UM and Lockheed Martin Launch Strategic Relationship

COLLEGE PARK, Md. - The University of Maryland and Lockheed Martin Corporation opened a major new chapter in their more than 60-year history today (June 4, 2010) when Dr. C. D. Mote, Jr., President of the University, and Dr. Ray O Johnson, Senior Vice President and Chief Technology Officer of Lockheed Martin, agreed to create a unique, strategic relationship between the two institutions.

The new agreement provides a strategic framework for current and future cooperation that leverages the resources, talent, and ideas of both institutions to produce innovative solutions for global and national security challenges. The agreement provides for work in three key areas: Centers of Collaboration, Joint Pursuit of Business Opportunities, and Enhanced Research and Development. The initial Lockheed Martin commitment is a minimum of million per year for three years. However, officials from both organizations agree that the relationship is expected to grow in terms of both collaboration and investment.

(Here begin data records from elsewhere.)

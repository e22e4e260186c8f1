//! OS signal handling.
//!
//! SIGINT (Ctrl+C) and, on Unix, SIGTERM both start graceful shutdown.

/// Resolve when the process is asked to stop.
pub async fn shutdown_signal() {
    let ctrl_c = async {
        if let Err(e) = tokio::signal::ctrl_c().await {
            tracing::error!(error = %e, "Failed to install Ctrl+C handler");
            std::future::pending::<()>().await;
        }
    };

    #[cfg(unix)]
    let terminate = async {
        match tokio::signal::unix::signal(tokio::signal::unix::SignalKind::terminate()) {
            Ok(mut sig) => {
                sig.recv().await;
            }
            Err(e) => {
                tracing::error!(error = %e, "Failed to install SIGTERM handler");
                std::future::pending::<()>().await;
            }
        }
    };

    #[cfg(not(unix))]
    let terminate = std::future::pending::<()>();

    tokio::select! {
        _ = ctrl_c => {},
        _ = terminate => {},
    }
    tracing::info!("Shutdown signal received");
}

The University of Maryland's Patrick O'Shea, professor and chair of the department of electrical and computer engineering, will oversee the strategic relationship created by agreement.

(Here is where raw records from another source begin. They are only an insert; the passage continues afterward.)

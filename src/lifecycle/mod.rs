//! Lifecycle management subsystem.
//!
//! # Data Flow
//! ```text
//! Startup (startup.rs):
//!     Config → Registry → Cache → Load balancer → Event bridge
//!     → Register self → Start listeners
//!
//! Shutdown:
//!     Signal received (signals.rs)
//!     → Deregister, keep serving for the drain window (deregistration.rs)
//!     → Broadcast stop (shutdown.rs) → Server drains in-flight requests → Exit
//! ```
//!
//! # Design Decisions
//! - Ordered shutdown: deregister first, stop accepting last
//! - The drain wait blocks only the shutdown task; request tasks keep running
//! - Deregistration failures never block or abort shutdown

pub mod deregistration;
pub mod shutdown;
pub mod signals;
pub mod startup;

pub use deregistration::{DeregistrationState, GracefulDeregistration};
pub use shutdown::Shutdown;
pub use startup::Gateway;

"The University of Maryland is thrilled to be formalizing our long-term partnership with Lockheed Martin Corporation. Our combined strength will provide capacity for innovation needed to respond to complex global issues and national security challenges," said President Mote, who is the Glenn L. Martin Institute Professor of Engineering. "Our partnership will allow us to undertake major projects benefiting our national prosperity and security."

"Lockheed Martin's strategic relationship with the University of Maryland leverages the best talent and ideas from both institutions to produce innovative solutions for our future," said Dr. Johnson. "This partnership represents Lockheed Martin's commitment to its community and future workforce, and it represents a strategic business partnership that demonstrates the power of collaboration between industry, academia, and the government."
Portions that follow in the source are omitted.